Records from a collection
□ □ □
//! Logical operators over lane masks.
//!
//! Comparisons produce mask lanes of exactly `1.0` (true) or `0.0`
//! (false); the combinators treat any nonzero lane as true. `select` picks
//! per lane from its second or third operand by the first operand's mask.

use std::rc::Rc;

use crate::error::GraphError;
use crate::graph::{BinaryNode, BlockSource, GraphConfig, TernaryNode, UnaryNode};

type Source = Rc<dyn BlockSource<f32>>;

fn mask(condition: bool) -> f32 {
    if condition {
        1.0
    } else {
        0.0
    }
}

fn gt_lanes(a: &[f32], b: &[f32], out: &mut [f32]) {
    for ((o, &x), &y) in out.iter_mut().zip(a).zip(b) {
        *o = mask(x > y);
    }
}

fn lt_lanes(a: &[f32], b: &[f32], out: &mut [f32]) {
    for ((o, &x), &y) in out.iter_mut().zip(a).zip(b) {
        *o = mask(x < y);
    }
}

fn eq_lanes(a: &[f32], b: &[f32], out: &mut [f32]) {
    for ((o, &x), &y) in out.iter_mut().zip(a).zip(b) {
        *o = mask(x == y);
    }
}

fn and_lanes(a: &[f32], b: &[f32], out: &mut [f32]) {
    for ((o, &x), &y) in out.iter_mut().zip(a).zip(b) {
        *o = mask(x != 0.0 && y != 0.0);
    }
}

fn or_lanes(a: &[f32], b: &[f32], out: &mut [f32]) {
    for ((o, &x), &y) in out.iter_mut().zip(a).zip(b) {
        *o = mask(x != 0.0 || y != 0.0);
    }
}

fn not_lanes(a: &[f32], out: &mut [f32]) {
    for (o, &x) in out.iter_mut().zip(a) {
        *o = mask(x == 0.0);
    }
}

fn select_lanes(m: &[f32], a: &[f32], b: &[f32], out: &mut [f32]) {
    for (((o, &pick), &x), &y) in out.iter_mut().zip(m).zip(a).zip(b) {
        *o = if pick != 0.0 { x } else { y };
    }
}

/// Mask of `lhs > rhs`.
pub fn gt(lhs: Source, rhs: Source, config: GraphConfig<f32>) -> Result<Rc<BinaryNode<f32>>, GraphError> {
    BinaryNode::new(lhs, rhs, config, gt_lanes)
}

/// Mask of `lhs < rhs`.
pub fn lt(lhs: Source, rhs: Source, config: GraphConfig<f32>) -> Result<Rc<BinaryNode<f32>>, GraphError> {
    BinaryNode::new(lhs, rhs, config, lt_lanes)
}

/// Mask of `lhs == rhs`.
pub fn eq(lhs: Source, rhs: Source, config: GraphConfig<f32>) -> Result<Rc<BinaryNode<f32>>, GraphError> {
    BinaryNode::new(lhs, rhs, config, eq_lanes)
}

/// Mask of both operands nonzero.
pub fn and(lhs: Source, rhs: Source, config: GraphConfig<f32>) -> Result<Rc<BinaryNode<f32>>, GraphError> {
    BinaryNode::new(lhs, rhs, config, and_lanes)
}

/// Mask of either operand nonzero.
pub fn or(lhs: Source, rhs: Source, config: GraphConfig<f32>) -> Result<Rc<BinaryNode<f32>>, GraphError> {
    BinaryNode::new(lhs, rhs, config, or_lanes)
}

/// Mask inversion: `1.0` where the input is zero.
pub fn not(input: Source, config: GraphConfig<f32>) -> Result<Rc<UnaryNode<f32>>, GraphError> {
    UnaryNode::new(input, config, not_lanes)
}

/// Per-lane pick: `if mask != 0 { a } else { b }`.
pub fn select(mask: Source, a: Source, b: Source, config: GraphConfig<f32>) -> Result<Rc<TernaryNode<f32>>, GraphError> {
    TernaryNode::new(mask, a, b, config, select_lanes)
}
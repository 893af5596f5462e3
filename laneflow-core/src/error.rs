//! Error types for graph construction.
//!
//! The running graph has no user-visible failure surface: missing data is a
//! legitimate silent state communicated by absence, and kernel contract
//! violations are defects caught by assertions and tests. What remains are
//! configuration errors, which must fail fast at construction time.

use thiserror::Error;

/// A construction-time configuration error.
///
/// Nodes wired across a dependency edge must share one block geometry;
/// mixing block sizes or capacities is rejected when the downstream node is
/// built, before any storage is touched.
#[derive(Debug, Error, Clone, Copy, PartialEq, Eq)]
pub enum GraphError {
    /// An upstream node uses a different block size than this node's
    /// configuration.
    #[error("block size mismatch: node configured for {expected} lanes per block, upstream uses {found}")]
    BlockSizeMismatch { expected: usize, found: usize },

    /// An upstream node addresses a different entity capacity than this
    /// node's configuration.
    #[error("capacity mismatch: node configured for {expected} entities, upstream addresses {found}")]
    CapacityMismatch { expected: usize, found: usize },
}
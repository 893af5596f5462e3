//! Reduction-to-scalar operators.
//!
//! Each entry pairs a per-block reducer with an aggregator over the
//! present per-block partials. Absent blocks are skipped; an upstream with
//! zero present blocks reduces to absence, never to a computed zero.

use std::rc::Rc;

use crate::graph::{BlockSource, ReduceNode};

type Source = Rc<dyn BlockSource<f32>>;

fn block_sum(lanes: &[f32]) -> f32 {
    lanes.iter().sum()
}

fn block_mean(lanes: &[f32]) -> f32 {
    block_sum(lanes) / lanes.len() as f32
}

fn block_min(lanes: &[f32]) -> f32 {
    lanes.iter().copied().fold(f32::INFINITY, f32::min)
}

fn block_max(lanes: &[f32]) -> f32 {
    lanes.iter().copied().fold(f32::NEG_INFINITY, f32::max)
}

fn fold_sum(partials: &[f32]) -> f32 {
    partials.iter().sum()
}

fn fold_mean(partials: &[f32]) -> f32 {
    fold_sum(partials) / partials.len() as f32
}

fn fold_min(partials: &[f32]) -> f32 {
    partials.iter().copied().fold(f32::INFINITY, f32::min)
}

fn fold_max(partials: &[f32]) -> f32 {
    partials.iter().copied().fold(f32::NEG_INFINITY, f32::max)
}

/// Sum of every lane in every present block.
pub fn sum(input: Source) -> Rc<ReduceNode<f32, f32>> {
    ReduceNode::new(input, block_sum, fold_sum)
}

/// Mean over present blocks: each present block reduces to its lane mean,
/// and the partials average. Unwritten lanes of a present block count at
/// the fill value; absent blocks do not count at all.
pub fn mean(input: Source) -> Rc<ReduceNode<f32, f32>> {
    ReduceNode::new(input, block_mean, fold_mean)
}

/// Smallest lane across present blocks.
pub fn min(input: Source) -> Rc<ReduceNode<f32, f32>> {
    ReduceNode::new(input, block_min, fold_min)
}

/// Largest lane across present blocks.
pub fn max(input: Source) -> Rc<ReduceNode<f32, f32>> {
    ReduceNode::new(input, block_max, fold_max)
}

#[cfg(test)]
mod tests {
    use super::*;
    use crate::graph::{BlockLeaf, GraphConfig, ScalarSource};

    fn config() -> GraphConfig<f32> {
        GraphConfig::new(32, 0.0)
    }

    #[test]
    fn mean_of_one_present_block() {
        let input = BlockLeaf::new(config());
        // Populate every lane of block 0 with 10, 20, 30, ..., 160.
        for lane in 0..16 {
            input.set(lane, (lane as f32 + 1.0) * 10.0);
        }

        let average = mean(Rc::clone(&input) as Source);
        assert_eq!(average.recalculate(), Some(85.0));
    }

    #[test]
    fn reductions_are_absent_without_present_blocks() {
        let input = BlockLeaf::new(config());
        assert_eq!(mean(Rc::clone(&input) as Source).recalculate(), None);
        assert_eq!(sum(Rc::clone(&input) as Source).recalculate(), None);
        assert_eq!(min(Rc::clone(&input) as Source).recalculate(), None);
        assert_eq!(max(input).recalculate(), None);
    }

    #[test]
    fn min_and_max_span_blocks() {
        let input = BlockLeaf::new(GraphConfig::new(32, 5.0));
        input.set(0, -3.0);
        input.set(17, 40.0);

        assert_eq!(min(Rc::clone(&input) as Source).recalculate(), Some(-3.0));
        assert_eq!(max(input).recalculate(), Some(40.0));
    }
}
□ □ □
About this task
The expected output is every line of the records in which the string "crate" appears.

Exercise output
use crate::error::GraphError;
use crate::graph::{BinaryNode, BlockSource, GraphConfig, TernaryNode, UnaryNode};
use crate::graph::{BlockSource, ReduceNode};
    use crate::graph::{BlockLeaf, GraphConfig, ScalarSource};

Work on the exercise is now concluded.